[PROBLEM TO WORK ON]: Scan the material below for the word "matches", then copy every line in which it appears.

[MATERIAL FOR THIS TASK]:

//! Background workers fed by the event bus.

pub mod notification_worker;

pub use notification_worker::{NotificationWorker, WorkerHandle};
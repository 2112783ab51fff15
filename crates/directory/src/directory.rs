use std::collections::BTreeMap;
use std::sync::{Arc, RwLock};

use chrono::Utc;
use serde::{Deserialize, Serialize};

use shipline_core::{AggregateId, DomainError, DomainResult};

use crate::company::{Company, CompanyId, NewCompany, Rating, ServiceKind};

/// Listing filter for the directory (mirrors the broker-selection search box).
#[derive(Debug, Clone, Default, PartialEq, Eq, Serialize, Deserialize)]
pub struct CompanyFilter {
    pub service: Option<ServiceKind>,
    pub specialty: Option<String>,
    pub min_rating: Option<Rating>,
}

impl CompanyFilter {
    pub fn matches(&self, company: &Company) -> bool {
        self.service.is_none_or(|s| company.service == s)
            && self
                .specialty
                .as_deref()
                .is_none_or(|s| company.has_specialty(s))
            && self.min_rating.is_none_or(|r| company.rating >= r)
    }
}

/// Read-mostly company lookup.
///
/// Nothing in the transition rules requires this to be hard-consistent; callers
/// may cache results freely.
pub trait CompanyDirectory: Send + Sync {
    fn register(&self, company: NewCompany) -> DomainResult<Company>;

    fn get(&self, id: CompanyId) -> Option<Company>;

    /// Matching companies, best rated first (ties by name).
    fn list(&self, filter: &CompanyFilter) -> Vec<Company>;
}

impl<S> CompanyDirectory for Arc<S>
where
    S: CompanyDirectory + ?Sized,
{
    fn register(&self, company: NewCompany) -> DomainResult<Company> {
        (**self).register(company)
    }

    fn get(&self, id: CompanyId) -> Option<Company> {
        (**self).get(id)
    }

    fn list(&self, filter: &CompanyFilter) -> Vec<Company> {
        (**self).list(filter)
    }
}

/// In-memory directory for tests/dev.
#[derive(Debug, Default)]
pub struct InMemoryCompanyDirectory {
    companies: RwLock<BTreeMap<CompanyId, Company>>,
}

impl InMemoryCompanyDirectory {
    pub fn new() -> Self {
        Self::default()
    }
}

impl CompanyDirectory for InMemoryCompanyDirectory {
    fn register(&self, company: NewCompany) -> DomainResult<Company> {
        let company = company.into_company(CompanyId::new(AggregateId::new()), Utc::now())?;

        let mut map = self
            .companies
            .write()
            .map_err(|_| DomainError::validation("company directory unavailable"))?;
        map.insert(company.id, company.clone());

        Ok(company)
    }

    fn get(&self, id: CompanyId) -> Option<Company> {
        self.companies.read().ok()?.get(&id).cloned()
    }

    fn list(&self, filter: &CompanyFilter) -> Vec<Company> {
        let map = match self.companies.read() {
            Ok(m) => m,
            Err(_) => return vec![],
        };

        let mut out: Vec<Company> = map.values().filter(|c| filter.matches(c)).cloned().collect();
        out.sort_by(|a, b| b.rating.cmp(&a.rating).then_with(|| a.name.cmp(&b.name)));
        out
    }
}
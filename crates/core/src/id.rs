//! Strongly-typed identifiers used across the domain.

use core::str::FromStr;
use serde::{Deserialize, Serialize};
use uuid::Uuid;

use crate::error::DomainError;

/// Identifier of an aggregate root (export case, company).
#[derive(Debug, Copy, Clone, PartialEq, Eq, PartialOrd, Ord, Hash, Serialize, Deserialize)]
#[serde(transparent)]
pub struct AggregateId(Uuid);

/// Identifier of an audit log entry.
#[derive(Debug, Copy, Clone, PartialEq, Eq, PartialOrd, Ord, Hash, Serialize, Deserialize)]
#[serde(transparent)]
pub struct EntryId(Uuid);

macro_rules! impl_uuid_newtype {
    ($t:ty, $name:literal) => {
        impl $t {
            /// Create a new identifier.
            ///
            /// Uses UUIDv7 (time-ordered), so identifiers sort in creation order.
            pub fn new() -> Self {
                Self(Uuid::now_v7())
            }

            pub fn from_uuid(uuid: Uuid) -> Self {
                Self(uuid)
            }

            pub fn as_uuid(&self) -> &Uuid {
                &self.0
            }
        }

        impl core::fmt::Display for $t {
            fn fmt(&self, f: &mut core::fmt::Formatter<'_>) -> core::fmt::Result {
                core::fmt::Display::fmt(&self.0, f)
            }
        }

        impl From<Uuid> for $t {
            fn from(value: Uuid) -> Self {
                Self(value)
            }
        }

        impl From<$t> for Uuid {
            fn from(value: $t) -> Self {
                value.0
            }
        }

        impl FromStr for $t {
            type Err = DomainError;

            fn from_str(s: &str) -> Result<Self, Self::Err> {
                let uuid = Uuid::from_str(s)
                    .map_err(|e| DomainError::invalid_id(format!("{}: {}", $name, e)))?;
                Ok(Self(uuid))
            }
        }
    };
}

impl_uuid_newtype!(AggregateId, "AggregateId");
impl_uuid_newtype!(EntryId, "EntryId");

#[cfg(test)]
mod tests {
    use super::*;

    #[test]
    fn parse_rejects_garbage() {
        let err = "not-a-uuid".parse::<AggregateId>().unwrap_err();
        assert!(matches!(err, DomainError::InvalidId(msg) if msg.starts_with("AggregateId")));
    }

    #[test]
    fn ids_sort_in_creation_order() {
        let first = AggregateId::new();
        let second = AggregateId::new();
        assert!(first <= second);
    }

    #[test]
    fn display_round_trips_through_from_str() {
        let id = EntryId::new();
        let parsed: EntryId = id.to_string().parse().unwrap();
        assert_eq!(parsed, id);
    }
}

[OUTPUT BELOW]:
    pub fn matches(&self, company: &Company) -> bool {
        let mut out: Vec<Company> = map.values().filter(|c| filter.matches(c)).cloned().collect();
        assert!(matches!(err, DomainError::InvalidId(msg) if msg.starts_with("AggregateId")));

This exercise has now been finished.